What the task requires: Please restate exactly what appears in the records below from the first line to the line where "ones while recursive" is, that line included.

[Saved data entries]
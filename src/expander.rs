//! Macro expansion: `或云 <literal> 蓋謂 <literal>` token rewriting.
//!
//! Rules live in declaration order. A token is checked against rules in
//! that order, and once a rule fires only later rules may fire on the
//! result, so later macros can build on earlier ones while recursive
//! definitions cannot loop. Rewrites change a token's kind only; lexeme
//! and span keep pointing at the original source.

use std::collections::HashSet;
use std::path::{Path, PathBuf};

use crate::error::GrammarError;
use crate::lexer::{Lexer, Token, TokenKind};
use crate::source::{canonicalize_path, find_module_file, Span};

#[derive(Debug, Clone, PartialEq)]
enum Pattern {
    Ident(String),
    Str(String),
}

impl Pattern {
    fn content(&self) -> &str {
        match self {
            Pattern::Ident(s) | Pattern::Str(s) => s,
        }
    }
}

#[derive(Debug, Clone)]
struct Rule {
    source: Pattern,
    replacement: Pattern,
}

pub struct Expander<'a> {
    chars: &'a [char],
    module_root: Option<PathBuf>,
    rules: Vec<Rule>,
    /// Canonical paths whose macros were already collected; doubles as the
    /// cycle guard for recursive imports.
    visited: HashSet<String>,
}

impl<'a> Expander<'a> {
    pub fn new(chars: &'a [char], module_root: Option<&Path>) -> Self {
        Expander {
            chars,
            module_root: module_root.map(|p| p.to_path_buf()),
            rules: Vec::new(),
            visited: HashSet::new(),
        }
    }

    pub fn expand(&mut self, tokens: Vec<Token>) -> Result<Vec<Token>, GrammarError> {
        let mut out = Vec::with_capacity(tokens.len());
        let mut i = 0;
        while i < tokens.len() {
            match &tokens[i].kind {
                TokenKind::MacroDef => {
                    i = self.register_rule(&tokens, i)?;
                }
                TokenKind::Observe => {
                    // Copy the import head verbatim (a macro must not rename
                    // the book being opened) and collect the book's macros.
                    if let Some((segments, end)) = import_head(&tokens, i) {
                        self.collect_import(&segments, tokens[i].span)?;
                        out.extend_from_slice(&tokens[i..=end]);
                        i = end + 1;
                    } else {
                        out.push(tokens[i].clone());
                        i += 1;
                    }
                }
                _ => {
                    let mut tok = tokens[i].clone();
                    tok.kind = self.rewrite(tok.kind);
                    out.push(tok);
                    i += 1;
                }
            }
        }
        Ok(out)
    }

    fn error(&self, msg: &str, span: Span) -> GrammarError {
        GrammarError::at(msg, span, self.chars)
    }

    /// Consume `或云 <literal> 蓋謂 <literal>`, returning the next index.
    fn register_rule(&mut self, tokens: &[Token], at: usize) -> Result<usize, GrammarError> {
        let head_span = tokens[at].span;
        let source = match tokens.get(at + 1) {
            Some(tok) => pattern(&tok.kind)
                .ok_or_else(|| self.error("或云後須言或名", tok.span))?,
            None => return Err(self.error("或云後須言或名", head_span)),
        };
        match tokens.get(at + 2) {
            Some(tok) if tok.kind == TokenKind::MacroMeans => {}
            Some(tok) => return Err(self.error("或云須蓋謂", tok.span)),
            None => return Err(self.error("或云須蓋謂", head_span)),
        }
        let replacement = match tokens.get(at + 3) {
            Some(tok) => pattern(&tok.kind)
                .ok_or_else(|| self.error("蓋謂後須言或名", tok.span))?,
            None => return Err(self.error("蓋謂後須言或名", head_span)),
        };
        self.rules.push(Rule {
            source,
            replacement,
        });
        Ok(at + 4)
    }

    /// Apply rules to a single token kind. Identifier-source rules rewrite
    /// identifiers only; string-source rules rewrite identifiers and whole
    /// string literals. String bodies are never searched.
    fn rewrite(&self, kind: TokenKind) -> TokenKind {
        match kind {
            TokenKind::Ident(mut name) => {
                for rule in &self.rules {
                    if rule.source.content() == name {
                        name = rule.replacement.content().to_string();
                    }
                }
                TokenKind::Ident(name)
            }
            TokenKind::Str(mut body) => {
                for rule in &self.rules {
                    if let Pattern::Str(src) = &rule.source {
                        if *src == body {
                            body = rule.replacement.content().to_string();
                        }
                    }
                }
                TokenKind::Str(body)
            }
            other => other,
        }
    }

    /// Load a `吾嘗觀 … 之書` target and fold its macro rules into ours so
    /// they apply to the rest of the current stream. Resolution failures
    /// are left for the evaluator to report.
    fn collect_import(&mut self, segments: &[String], span: Span) -> Result<(), GrammarError> {
        let Some(root) = self.module_root.clone() else {
            return Ok(());
        };
        let Some(path) = find_module_file(segments, &root) else {
            return Ok(());
        };
        let key = canonicalize_path(&path).display().to_string();
        if !self.visited.insert(key) {
            return Ok(());
        }
        let Ok(source) = std::fs::read_to_string(&path) else {
            return Ok(());
        };

        let book = segments.join("中");
        let chars: Vec<char> = source.chars().collect();
        let tokens = Lexer::new(&source)
            .tokenize()
            .map_err(|e| self.error(&format!("書「{}」有禍: {}", book, e.msg), span))?;

        let mut sub = Expander {
            chars: &chars,
            module_root: path.parent().map(|p| p.to_path_buf()),
            rules: std::mem::take(&mut self.rules),
            visited: std::mem::take(&mut self.visited),
        };
        let result = sub.expand(tokens);
        self.rules = std::mem::take(&mut sub.rules);
        self.visited = std::mem::take(&mut sub.visited);
        result.map_err(|e| self.error(&format!("書「{}」有禍: {}", book, e.msg), span))?;
        Ok(())
    }
}

fn pattern(kind: &TokenKind) -> Option<Pattern> {
    match kind {
        TokenKind::Ident(s) => Some(Pattern::Ident(s.clone())),
        TokenKind::Str(s) => Some(Pattern::Str(s.clone())),
        _ => None,
    }
}

/// Recognise `吾嘗觀 seg (中 seg)* 之書` starting at `at`; returns the
/// segment names and the index of the `之書` token.
fn import_head(tokens: &[Token], at: usize) -> Option<(Vec<String>, usize)> {
    let mut segments = Vec::new();
    let mut i = at + 1;
    loop {
        match tokens.get(i).map(|t| &t.kind) {
            Some(TokenKind::Str(s)) => segments.push(s.clone()),
            Some(TokenKind::Ident(s)) => segments.push(s.clone()),
            _ => return None,
        }
        i += 1;
        match tokens.get(i).map(|t| &t.kind) {
            Some(TokenKind::PathSep) => i += 1,
            Some(TokenKind::Book) => return Some((segments, i)),
            _ => return None,
        }
    }
}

Answer space:
filename src/expander.rs
//! Macro expansion: `或云 <literal> 蓋謂 <literal>` token rewriting.
//!
//! Rules live in declaration order. A token is checked against rules in
//! that order, and once a rule fires only later rules may fire on the
//! result, so later macros can build on earlier ones while recursive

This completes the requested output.